#### Problem
Could you print every line from the first one of the records below through the line containing "express or implied.", with both included and nothing else?

#### Entries shown
====

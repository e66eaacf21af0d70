/*
 *  Copyright 2025-2026 Colliery Software
 *
 *  Licensed under the Apache License, Version 2.0 (the "License");
 *  you may not use this file except in compliance with the License.
 *  You may obtain a copy of the License at
 *
 *      http://www.apache.org/licenses/LICENSE-2.0
 *
 *  Unless required by applicable law or agreed to in writing, software
 *  distributed under the License is distributed on an "AS IS" BASIS,
 *  WITHOUT WARRANTIES OR CONDITIONS OF ANY KIND, either express or implied.
 *  See the License for the specific language governing permissions and
 *  limitations under the License.
 */

//! The storage coordinator facade.
//!
//! [`QueryStorageCache`] ties the backing cache, the lock manager, the named
//! storage locks, and outbound task notifications together. It is the single
//! source of truth all workers and internal components consult.
//!
//! Lock-requiring operations fail with distinct already-locked / not-locked
//! errors rather than silently no-oping; see the crate error taxonomy.

use metrics::counter;
use std::sync::Arc;
use std::time::Duration;
use tracing::{debug, info};
use uuid::Uuid;

use crate::error::{LockError, StorageError};
use crate::lock::QueryLockManager;
use crate::messaging::{QueryQueueManager, TaskNotification};
use crate::models::{
    QueryCheckpoint, QueryDefinition, QueryFailure, QueryKey, QueryState, QueryStatus, QueryTask,
    TaskAction, TaskDescription, TaskKey, TaskState, TaskStates,
};

use super::cache::QueryCache;
use super::locks::{QueryStorageLock, StorageLockRegistry};

/// Facade over status, task records, locks, and task notifications.
pub struct QueryStorageCache {
    cache: Arc<dyn QueryCache>,
    lock_manager: Arc<dyn QueryLockManager>,
    queues: Arc<dyn QueryQueueManager>,
    storage_locks: StorageLockRegistry,
}

impl QueryStorageCache {
    pub fn new(
        cache: Arc<dyn QueryCache>,
        lock_manager: Arc<dyn QueryLockManager>,
        queues: Arc<dyn QueryQueueManager>,
    ) -> Self {
        Self {
            cache,
            lock_manager,
            queues,
            storage_locks: StorageLockRegistry::new(),
        }
    }

    pub fn lock_manager(&self) -> &Arc<dyn QueryLockManager> {
        &self.lock_manager
    }

    pub fn queues(&self) -> &Arc<dyn QueryQueueManager> {
        &self.queues
    }

    // ----- named storage locks -----

    /// Lock guarding the `QueryStatus` record of a query.
    pub fn query_status_lock(&self, query_id: Uuid) -> QueryStorageLock {
        self.storage_locks.lock_for(format!("QUERY:{}", query_id))
    }

    /// Lock guarding the `TaskStates` record of a query.
    pub fn task_states_lock(&self, query_id: Uuid) -> QueryStorageLock {
        self.storage_locks.lock_for(format!("TASKS:{}", query_id))
    }

    /// Lock guarding one task record.
    pub fn task_lock(&self, task_key: &TaskKey) -> QueryStorageLock {
        self.storage_locks
            .lock_for(format!("TASK:{}", task_key.task_id))
    }

    // ----- query lifecycle -----

    /// Persists an initial DEFINED status, configures the semaphore, creates
    /// the initial DEFINE task, and publishes its notification.
    pub async fn define_query(
        &self,
        query_pool: &str,
        definition: QueryDefinition,
        count: usize,
    ) -> Result<TaskKey, StorageError> {
        self.store_query(
            query_pool,
            definition,
            count,
            QueryState::Defined,
            TaskAction::Define,
        )
        .await
    }

    /// Persists an initial CREATED status, configures the semaphore, creates
    /// the initial CREATE task, and publishes its notification.
    pub async fn create_query(
        &self,
        query_pool: &str,
        definition: QueryDefinition,
        count: usize,
    ) -> Result<TaskKey, StorageError> {
        self.store_query(
            query_pool,
            definition,
            count,
            QueryState::Created,
            TaskAction::Create,
        )
        .await
    }

    async fn store_query(
        &self,
        query_pool: &str,
        definition: QueryDefinition,
        count: usize,
        state: QueryState,
        action: TaskAction,
    ) -> Result<TaskKey, StorageError> {
        let query_id = Uuid::new_v4();
        let query_key = QueryKey::new(query_pool, query_id, definition.query_logic.clone());

        self.queues.ensure_queue_created(query_id).await?;

        let mut status = QueryStatus::new(query_key.clone(), definition);
        status.state = state;
        self.cache.update_query_status(status).await?;
        self.cache
            .update_task_states(TaskStates::new(query_key.clone(), Some(count)))
            .await?;
        self.lock_manager
            .create_semaphore(query_id, count)
            .await?;

        let task = self
            .create_task(action, QueryCheckpoint::new(query_key.clone()))
            .await?;
        info!(query_id = %query_id, state = %state, "Stored new query");
        Ok(task.task_key)
    }

    /// Destroys the query's status, task states, task records, semaphore, and
    /// result queue.
    pub async fn delete_query(&self, query_id: Uuid) -> Result<(), StorageError> {
        for task in self.cache.get_tasks(query_id).await? {
            self.cache.delete_task(&task.task_key).await?;
            self.storage_locks
                .remove(&format!("TASK:{}", task.task_key.task_id));
        }
        self.cache.delete_query_status(query_id).await?;
        self.cache.delete_task_states(query_id).await?;
        self.lock_manager.create_semaphore(query_id, 0).await?;
        self.queues.delete_queue(query_id).await?;
        self.storage_locks.remove(&format!("QUERY:{}", query_id));
        self.storage_locks.remove(&format!("TASKS:{}", query_id));
        info!(query_id = %query_id, "Deleted query");
        Ok(())
    }

    /// Wipes every query. Admin and test use only.
    pub async fn clear(&self) -> Result<(), StorageError> {
        for status in self.cache.get_query_statuses().await? {
            self.delete_query(status.query_id()).await?;
        }
        self.cache.clear().await
    }

    // ----- task CRUD -----

    /// Wraps a checkpoint in a fresh task, persists it, marks it READY, and
    /// publishes a task notification.
    pub async fn create_task(
        &self,
        action: TaskAction,
        checkpoint: QueryCheckpoint,
    ) -> Result<QueryTask, StorageError> {
        let task = QueryTask::new(action, checkpoint);
        let query_id = task.task_key.query_id();

        {
            let lock = self.task_states_lock(query_id);
            let _guard = lock.lock().await;
            let mut states = self
                .cache
                .get_task_states(query_id)
                .await?
                .ok_or(StorageError::TaskStatesNotFound(query_id))?;
            states.set_state(task.task_key.task_id, TaskState::Ready);
            self.cache.update_task_states(states).await?;
        }

        self.cache.put_task(task.clone()).await?;
        self.queues
            .publish_task_notification(
                task.task_key.query_pool(),
                TaskNotification::new(task.task_key.clone(), action),
            )
            .await?;
        counter!("sluice_tasks_created_total", "action" => action.to_string()).increment(1);
        debug!(task_key = %task.task_key, action = %action, "Created task");
        Ok(task)
    }

    /// Acquires the task lock as a precondition, then returns the task.
    ///
    /// Fails with a lock error if the task is already locked elsewhere or the
    /// bounded wait elapses. Returns `Ok(None)` if the record no longer
    /// exists because it was completed and deleted by someone else; the lock
    /// is released again in that case.
    pub async fn get_task(
        &self,
        task_key: &TaskKey,
        wait: Duration,
    ) -> Result<Option<QueryTask>, StorageError> {
        match self.lock_manager.acquire_lock(task_key, wait).await {
            Ok(true) => {}
            Ok(false) => return Err(LockError::Timeout(task_key.clone()).into()),
            Err(e) => return Err(e.into()),
        }
        let task = self.cache.get_task(task_key).await?;
        if task.is_none() {
            debug!(task_key = %task_key, "Task no longer exists, releasing lock");
            self.lock_manager.release_lock(task_key).await?;
        }
        Ok(task)
    }

    /// Replaces the task's checkpoint wholesale and releases the lock.
    ///
    /// Requires the task lock to be held. Publishes no notification.
    pub async fn checkpoint_task(
        &self,
        task_key: &TaskKey,
        checkpoint: QueryCheckpoint,
    ) -> Result<QueryTask, StorageError> {
        if !self.lock_manager.is_locked(task_key).await {
            return Err(LockError::NotLocked(task_key.clone()).into());
        }
        let mut task = match self.cache.get_task(task_key).await? {
            Some(task) => task,
            None => {
                self.lock_manager.release_lock(task_key).await?;
                return Err(StorageError::TaskNotFound(task_key.clone()));
            }
        };
        task.set_checkpoint(checkpoint);
        self.cache.put_task(task.clone()).await?;
        self.lock_manager.release_lock(task_key).await?;
        Ok(task)
    }

    /// Persists an updated checkpoint and timestamp mid-run without
    /// releasing the task lock. The checkpoint updater's write path.
    ///
    /// A vanished record reports [`StorageError::TaskNotFound`] even when the
    /// lock is also gone, since deletion releases the lock as a side effect
    /// and the missing record is the condition callers tolerate.
    pub async fn refresh_task(&self, task: &QueryTask) -> Result<(), StorageError> {
        if self.cache.get_task(&task.task_key).await?.is_none() {
            return Err(StorageError::TaskNotFound(task.task_key.clone()));
        }
        if !self.lock_manager.is_locked(&task.task_key).await {
            return Err(LockError::NotLocked(task.task_key.clone()).into());
        }
        let mut refreshed = task.clone();
        refreshed.touch();
        self.cache.put_task(refreshed).await
    }

    /// Removes the task record and releases the lock. Requires the lock to be
    /// held. Publishes no notification.
    pub async fn delete_task(&self, task_key: &TaskKey) -> Result<(), StorageError> {
        if !self.lock_manager.is_locked(task_key).await {
            return Err(LockError::NotLocked(task_key.clone()).into());
        }
        self.cache.delete_task(task_key).await?;
        self.lock_manager.release_lock(task_key).await?;
        self.storage_locks
            .remove(&format!("TASK:{}", task_key.task_id));
        debug!(task_key = %task_key, "Deleted task");
        Ok(())
    }

    pub async fn get_tasks(&self, query_id: Uuid) -> Result<Vec<QueryTask>, StorageError> {
        self.cache.get_tasks(query_id).await
    }

    /// Action and timestamp summaries of a query's outstanding tasks.
    pub async fn get_task_descriptions(
        &self,
        query_id: Uuid,
    ) -> Result<Vec<TaskDescription>, StorageError> {
        Ok(self
            .cache
            .get_tasks(query_id)
            .await?
            .iter()
            .map(TaskDescription::from)
            .collect())
    }

    /// Republishes a task notification, e.g. to requeue a paused task.
    pub async fn post_task_notification(&self, task: &QueryTask) -> Result<(), StorageError> {
        self.queues
            .publish_task_notification(
                task.task_key.query_pool(),
                TaskNotification::new(task.task_key.clone(), task.action),
            )
            .await
    }

    // ----- status CRUD -----

    pub async fn get_query_status(
        &self,
        query_id: Uuid,
    ) -> Result<Option<QueryStatus>, StorageError> {
        self.cache.get_query_status(query_id).await
    }

    pub async fn get_query_statuses(&self) -> Result<Vec<QueryStatus>, StorageError> {
        self.cache.get_query_statuses().await
    }

    pub async fn update_query_status(&self, status: QueryStatus) -> Result<(), StorageError> {
        self.cache.update_query_status(status).await
    }

    /// State-only update, performed under the query status lock.
    pub async fn update_query_state(
        &self,
        query_id: Uuid,
        state: QueryState,
    ) -> Result<(), StorageError> {
        let lock = self.query_status_lock(query_id);
        let _guard = lock.lock().await;
        let mut status = self
            .cache
            .get_query_status(query_id)
            .await?
            .ok_or(StorageError::QueryNotFound(query_id))?;
        status.set_state(state);
        self.cache.update_query_status(status).await?;
        info!(query_id = %query_id, state = %state, "Updated query state");
        Ok(())
    }

    /// Atomically transitions a query to FAIL and records the error. The
    /// single path by which an unrecoverable task failure becomes visible to
    /// clients.
    pub async fn update_failed_query_status(
        &self,
        query_id: Uuid,
        failure: QueryFailure,
    ) -> Result<(), StorageError> {
        let lock = self.query_status_lock(query_id);
        let _guard = lock.lock().await;
        let mut status = self
            .cache
            .get_query_status(query_id)
            .await?
            .ok_or(StorageError::QueryNotFound(query_id))?;
        status.set_failure(failure);
        self.cache.update_query_status(status).await?;
        counter!("sluice_queries_failed_total").increment(1);
        Ok(())
    }

    /// Increments the count of active NEXT generation passes; returns the new
    /// count.
    pub async fn increment_active_next_calls(&self, query_id: Uuid) -> Result<u64, StorageError> {
        let lock = self.query_status_lock(query_id);
        let _guard = lock.lock().await;
        let mut status = self
            .cache
            .get_query_status(query_id)
            .await?
            .ok_or(StorageError::QueryNotFound(query_id))?;
        status.active_next_calls += 1;
        let count = status.active_next_calls;
        status.touch();
        self.cache.update_query_status(status).await?;
        Ok(count)
    }

    pub async fn decrement_active_next_calls(&self, query_id: Uuid) -> Result<u64, StorageError> {
        let lock = self.query_status_lock(query_id);
        let _guard = lock.lock().await;
        let mut status = self
            .cache
            .get_query_status(query_id)
            .await?
            .ok_or(StorageError::QueryNotFound(query_id))?;
        status.active_next_calls = status.active_next_calls.saturating_sub(1);
        let count = status.active_next_calls;
        status.touch();
        self.cache.update_query_status(status).await?;
        Ok(count)
    }

    // ----- task states -----

    pub async fn get_task_states(
        &self,
        query_id: Uuid,
    ) -> Result<Option<TaskStates>, StorageError> {
        self.cache.get_task_states(query_id).await
    }

    /// Transitions one task's state under the task-states lock. Returns false
    /// when the transition was refused by the running cap.
    pub async fn update_task_state(
        &self,
        task_key: &TaskKey,
        state: TaskState,
    ) -> Result<bool, StorageError> {
        let query_id = task_key.query_id();
        let lock = self.task_states_lock(query_id);
        let _guard = lock.lock().await;
        let mut states = self
            .cache
            .get_task_states(query_id)
            .await?
            .ok_or(StorageError::TaskStatesNotFound(query_id))?;
        if !states.set_state(task_key.task_id, state) {
            return Ok(false);
        }
        self.cache.update_task_states(states).await?;
        Ok(true)
    }
}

====

#### Response
repository e66eaacf21af0d70
/*
 *  Copyright 2025-2026 Colliery Software
 *
 *  Licensed under the Apache License, Version 2.0 (the "License");
 *  you may not use this file except in compliance with the License.
 *  You may obtain a copy of the License at
 *
 *      http://www.apache.org/licenses/LICENSE-2.0
 *
 *  Unless required by applicable law or agreed to in writing, software
 *  distributed under the License is distributed on an "AS IS" BASIS,
 *  WITHOUT WARRANTIES OR CONDITIONS OF ANY KIND, either express or implied.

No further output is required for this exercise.